**To do:** Below is a listing. Copy each line of it that holds the word "return".

• • • • •

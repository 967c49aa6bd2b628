//! Phrase wrapping and UID derivation.
//!
//! A bind phrase is never hashed raw: it is embedded in the fixed compile
//! flag template first, then MD5-hashed, and only the first 6 digest bytes
//! survive as the UID. Table construction and the brute-force workers both
//! go through the entry points here, so the two paths derive bit-identical
//! UIDs for the same phrase.

use std::fmt;

use md5::{Digest, Md5};

use crate::error::SearchError;

/// Template wrapped around every phrase before hashing.
/// Changing either half invalidates every precomputed table entry.
pub const WRAP_PREFIX: &str = "-DMY_BINDING_PHRASE=\"";
pub const WRAP_SUFFIX: &str = "\"";

/// UID length in bytes (MD5 digest truncation).
pub const UID_LEN: usize = 6;

/// 6-byte truncated digest identifying a wrapped phrase.
#[derive(Clone, Copy, PartialEq, Eq, Hash)]
pub struct Uid([u8; UID_LEN]);

impl Uid {
    pub const fn from_bytes(bytes: [u8; UID_LEN]) -> Self {
        Self(bytes)
    }

    pub fn from_slice(slice: &[u8]) -> Option<Self> {
        let bytes: [u8; UID_LEN] = slice.try_into().ok()?;
        Some(Self(bytes))
    }

    /// Parse the user-facing form: exactly 6 comma-separated decimals, each
    /// 0..=255, e.g. `9,143,107,205,70,33`. Wrong arity or an out-of-range
    /// value is rejected outright, never clamped or truncated.
    pub fn parse(input: &str) -> Result<Self, SearchError> {
        let mut bytes = [0u8; UID_LEN];
        let mut count = 0usize;

        for part in input.split(',') {
            let part = part.trim();
            if count == UID_LEN {
                return Err(SearchError::MalformedUid(format!(
                    "expected {} bytes, got more",
                    UID_LEN
                )));
            }
            bytes[count] = part.parse::<u8>().map_err(|_| {
                SearchError::MalformedUid(format!("'{}' is not a number in 0-255", part))
            })?;
            count += 1;
        }

        if count != UID_LEN {
            return Err(SearchError::MalformedUid(format!(
                "expected {} bytes, got {}",
                UID_LEN, count
            )));
        }

        Ok(Self(bytes))
    }

    #[inline]
    pub fn as_bytes(&self) -> &[u8; UID_LEN] {
        &self.0
    }

    pub fn to_hex(&self) -> String {
        hex::encode(self.0)
    }
}

impl fmt::Display for Uid {
    fn fmt(&self, f: &mut fmt::Formatter<'_>) -> fmt::Result {
        let mut first = true;
        for b in self.0 {
            if !first {
                write!(f, ",")?;
            }
            write!(f, "{}", b)?;
            first = false;
        }
        Ok(())
    }
}

impl fmt::Debug for Uid {
    fn fmt(&self, f: &mut fmt::Formatter<'_>) -> fmt::Result {
        write!(f, "Uid({})", self.to_hex())
    }
}

/// MD5 of an already-wrapped byte string, truncated to [`UID_LEN`] bytes.
#[inline]
pub fn uid_of_wrapped(wrapped: &[u8]) -> Uid {
    let digest = Md5::digest(wrapped);
    let mut uid = [0u8; UID_LEN];
    uid.copy_from_slice(&digest[..UID_LEN]);
    Uid(uid)
}

/// Wrap a phrase in the template and digest it.
pub fn phrase_uid(phrase: &str) -> Uid {
    let mut wrapped =
        String::with_capacity(WRAP_PREFIX.len() + phrase.len() + WRAP_SUFFIX.len());
    wrapped.push_str(WRAP_PREFIX);
    wrapped.push_str(phrase);
    wrapped.push_str(WRAP_SUFFIX);
    uid_of_wrapped(wrapped.as_bytes())
}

• • • • •

**Written response:**
                return Err(SearchError::MalformedUid(format!(
            return Err(SearchError::MalformedUid(format!(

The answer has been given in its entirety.